-- Records for the exercise --
--- START ---
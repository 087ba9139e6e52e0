//! Core data structures for the catalog.
//!
//! - [`DatasetRecord`]: one dataset descriptor (a catalog row)
//! - [`DataSource`]: which of the two datasets is being browsed
//! - [`SelectionPath`]: the current drill-down through the category tree
//! - [`FlagKind`]: the four per-record markers
//! - [`CategoryTree`]: the navigation hierarchy of a dataset

mod tree;

pub use tree::CategoryTree;

use std::fmt;
use std::str::FromStr;

use serde::{Deserialize, Deserializer, Serialize};

use crate::error::CatalogError;

/// One dataset descriptor.
///
/// Field names on the wire follow the published catalog documents
/// (`cat`, `subCat`, `freq`, `src`, `sData`, `datatype`). Every text field
/// tolerates absence or `null` and falls back to the empty string.
#[derive(Debug, Clone, Default, PartialEq, Eq, Serialize, Deserialize)]
#[serde(default)]
pub struct DatasetRecord {
    /// Unique key within a dataset.
    #[serde(deserialize_with = "lenient_string")]
    pub id: String,
    /// Display title.
    #[serde(deserialize_with = "lenient_string")]
    pub title: String,
    /// Top-level category (indicator category for the IMF dataset).
    #[serde(rename = "cat", deserialize_with = "lenient_string")]
    pub category: String,
    /// Second-level category.
    #[serde(rename = "subCat", deserialize_with = "lenient_string")]
    pub subcategory: String,
    /// Third-level category, often empty.
    #[serde(deserialize_with = "lenient_string")]
    pub subset: String,
    /// Frequency label (e.g. "Monthly").
    #[serde(rename = "freq", deserialize_with = "lenient_string")]
    pub frequency: String,
    /// Unit label.
    #[serde(deserialize_with = "lenient_string")]
    pub unit: String,
    /// Publishing source label.
    #[serde(rename = "src", deserialize_with = "lenient_string")]
    pub source: String,
    /// Sample-data label.
    #[serde(rename = "sData", deserialize_with = "lenient_string")]
    pub sample_data: String,
    /// Data-type label.
    #[serde(rename = "datatype", deserialize_with = "lenient_string")]
    pub data_type: String,
    /// Three-letter region code, IMF dataset only.
    #[serde(
        deserialize_with = "lenient_region",
        skip_serializing_if = "Option::is_none"
    )]
    pub region: Option<String>,
}

impl DatasetRecord {
    /// Create a record with the hierarchy fields set and everything else empty.
    pub fn new(
        id: impl Into<String>,
        title: impl Into<String>,
        category: impl Into<String>,
        subcategory: impl Into<String>,
        subset: impl Into<String>,
    ) -> Self {
        Self {
            id: id.into(),
            title: title.into(),
            category: category.into(),
            subcategory: subcategory.into(),
            subset: subset.into(),
            ..Self::default()
        }
    }

    /// Set the region code.
    #[must_use]
    pub fn with_region(mut self, region: impl Into<String>) -> Self {
        self.region = Some(region.into());
        self
    }
}

#[derive(Deserialize)]
#[serde(untagged)]
enum LenientScalar {
    Text(String),
    Number(serde_json::Number),
    Bool(bool),
}

impl From<LenientScalar> for String {
    fn from(value: LenientScalar) -> Self {
        match value {
            LenientScalar::Text(s) => s,
            LenientScalar::Number(n) => n.to_string(),
            LenientScalar::Bool(b) => b.to_string(),
        }
    }
}

fn lenient_string<'de, D>(deserializer: D) -> Result<String, D::Error>
where
    D: Deserializer<'de>,
{
    Ok(Option::<LenientScalar>::deserialize(deserializer)?
        .map(String::from)
        .unwrap_or_default())
}

// An empty code is treated the same as a missing one.
fn lenient_region<'de, D>(deserializer: D) -> Result<Option<String>, D::Error>
where
    D: Deserializer<'de>,
{
    Ok(Option::<LenientScalar>::deserialize(deserializer)?
        .map(String::from)
        .filter(|code| !code.is_empty()))
}

/// How a data source's selection path maps onto record fields.
#[derive(Debug, Clone, Copy, PartialEq, Eq)]
pub enum HierarchyKind {
    /// Category/subcategory/subset matched literally against record fields.
    Literal,
    /// Region/country resolved through code tables, then indicator category.
    RegionCoded,
}

/// The two datasets the catalog can browse.
#[derive(Debug, Clone, Copy, PartialEq, Eq, Hash, Default, Serialize, Deserialize)]
#[serde(rename_all = "lowercase")]
pub enum DataSource {
    /// India & States dataset.
    #[default]
    India,
    /// IMF dataset, region-coded.
    Imf,
}

impl DataSource {
    /// All data sources in display order.
    pub const ALL: [DataSource; 2] = [DataSource::India, DataSource::Imf];

    /// Stable lowercase key.
    #[must_use]
    pub const fn key(self) -> &'static str {
        match self {
            Self::India => "india",
            Self::Imf => "imf",
        }
    }

    /// Human-readable name.
    #[must_use]
    pub const fn display_name(self) -> &'static str {
        match self {
            Self::India => "India & States",
            Self::Imf => "IMF",
        }
    }

    /// Hierarchy strategy this source uses.
    #[must_use]
    pub const fn hierarchy(self) -> HierarchyKind {
        match self {
            Self::India => HierarchyKind::Literal,
            Self::Imf => HierarchyKind::RegionCoded,
        }
    }
}

impl fmt::Display for DataSource {
    fn fmt(&self, f: &mut fmt::Formatter<'_>) -> fmt::Result {
        f.write_str(self.key())
    }
}

impl FromStr for DataSource {
    type Err = CatalogError;

    fn from_str(s: &str) -> Result<Self, Self::Err> {
        match s.trim().to_lowercase().as_str() {
            "india" => Ok(Self::India),
            "imf" => Ok(Self::Imf),
            other => Err(CatalogError::InvalidArgument {
                name: "source".to_string(),
                reason: format!("unknown data source '{other}' (expected india or imf)"),
            }),
        }
    }
}

/// One of the four per-record markers.
#[derive(Debug, Clone, Copy, PartialEq, Eq, Hash, Serialize, Deserialize)]
#[serde(rename_all = "lowercase")]
pub enum FlagKind {
    /// Bookmark.
    Bookmark,
    /// Cart / selected-for-download.
    Plus,
    /// Pin.
    Pin,
    /// More-options marker.
    More,
}

impl FlagKind {
    /// All flags in display order.
    pub const ALL: [FlagKind; 4] = [
        FlagKind::Bookmark,
        FlagKind::Plus,
        FlagKind::Pin,
        FlagKind::More,
    ];

    /// Stable lowercase name, also the persisted field name.
    #[must_use]
    pub const fn name(self) -> &'static str {
        match self {
            Self::Bookmark => "bookmark",
            Self::Plus => "plus",
            Self::Pin => "pin",
            Self::More => "more",
        }
    }
}

impl fmt::Display for FlagKind {
    fn fmt(&self, f: &mut fmt::Formatter<'_>) -> fmt::Result {
        f.write_str(self.name())
    }
}

impl FromStr for FlagKind {
    type Err = CatalogError;

    fn from_str(s: &str) -> Result<Self, Self::Err> {
        match s.trim().to_lowercase().as_str() {
            "bookmark" => Ok(Self::Bookmark),
            "plus" | "cart" => Ok(Self::Plus),
            "pin" => Ok(Self::Pin),
            "more" => Ok(Self::More),
            other => Err(CatalogError::InvalidArgument {
                name: "flag".to_string(),
                reason: format!("unknown flag '{other}' (expected bookmark, plus, pin or more)"),
            }),
        }
    }
}

/// Current sidebar drill-down.
///
/// For the India dataset the levels are matched literally against
/// category, subcategory and subset. For the IMF dataset they mean region,
/// country and indicator category.
#[derive(Debug, Clone, Default, PartialEq, Eq, Serialize, Deserialize)]
pub struct SelectionPath {
    /// First level.
    pub category: Option<String>,
    /// Second level.
    pub subcategory: Option<String>,
    /// Third level.
    pub subset: Option<String>,
}

impl SelectionPath {
    /// Empty selection.
    pub fn new() -> Self {
        Self::default()
    }

    /// Set the first level.
    #[must_use]
    pub fn with_category(mut self, category: impl Into<String>) -> Self {
        self.category = Some(category.into());
        self
    }

    /// Set the second level.
    #[must_use]
    pub fn with_subcategory(mut self, subcategory: impl Into<String>) -> Self {
        self.subcategory = Some(subcategory.into());
        self
    }

    /// Set the third level.
    #[must_use]
    pub fn with_subset(mut self, subset: impl Into<String>) -> Self {
        self.subset = Some(subset.into());
        self
    }

    /// True when nothing is selected.
    pub fn is_empty(&self) -> bool {
        self.category.is_none() && self.subcategory.is_none() && self.subset.is_none()
    }
}

#[cfg(test)]
mod tests {
    use super::*;

    #[test]
    fn test_record_wire_names() {
        let json = r#"{
            "id": "r1", "title": "India GDP", "cat": "Economy", "subCat": "GDP",
            "subset": "", "freq": "Quarterly", "unit": "INR Cr", "src": "MoSPI",
            "sData": "2011-12", "datatype": "Number"
        }"#;
        let record: DatasetRecord = serde_json::from_str(json).unwrap();
        assert_eq!(record.category, "Economy");
        assert_eq!(record.subcategory, "GDP");
        assert_eq!(record.frequency, "Quarterly");
        assert_eq!(record.sample_data, "2011-12");
        assert_eq!(record.region, None);
    }

    #[test]
    fn test_record_missing_and_null_fields() {
        let record: DatasetRecord =
            serde_json::from_str(r#"{"id": 42, "title": "T", "subset": null, "region": ""}"#)
                .unwrap();
        assert_eq!(record.id, "42");
        assert_eq!(record.subset, "");
        assert_eq!(record.subcategory, "");
        assert_eq!(record.region, None);
    }

    #[test]
    fn test_record_region_roundtrip() {
        let record = DatasetRecord::new("a", "T", "Labour", "Unemployment", "").with_region("USA");
        let json = serde_json::to_string(&record).unwrap();
        assert!(json.contains("\"region\":\"USA\""));
        assert!(json.contains("\"subCat\":\"Unemployment\""));
    }

    #[test]
    fn test_data_source_parse() {
        assert_eq!("IMF".parse::<DataSource>().unwrap(), DataSource::Imf);
        assert_eq!("india".parse::<DataSource>().unwrap(), DataSource::India);
        assert!("world".parse::<DataSource>().is_err());
        assert_eq!(DataSource::Imf.hierarchy(), HierarchyKind::RegionCoded);
        assert_eq!(DataSource::India.display_name(), "India & States");
    }

    #[test]
    fn test_flag_kind_parse() {
        assert_eq!("cart".parse::<FlagKind>().unwrap(), FlagKind::Plus);
        assert_eq!("Pin".parse::<FlagKind>().unwrap(), FlagKind::Pin);
        assert!("star".parse::<FlagKind>().is_err());
    }

    #[test]
    fn test_selection_path_builder() {
        let path = SelectionPath::new().with_category("Asia").with_subcategory("India");
        assert_eq!(path.category.as_deref(), Some("Asia"));
        assert_eq!(path.subset, None);
        assert!(!path.is_empty());
        assert!(SelectionPath::new().is_empty());
    }
}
--- END ---
-- Brief --
Only the lines above from the one with "a missing one." up to and including the one with "onto record fields." should be repeated, exactly as written.

-- Answer to this problem --
// An empty code is treated the same as a missing one.
fn lenient_region<'de, D>(deserializer: D) -> Result<Option<String>, D::Error>
where
    D: Deserializer<'de>,
{
    Ok(Option::<LenientScalar>::deserialize(deserializer)?
        .map(String::from)
        .filter(|code| !code.is_empty()))
}

/// How a data source's selection path maps onto record fields.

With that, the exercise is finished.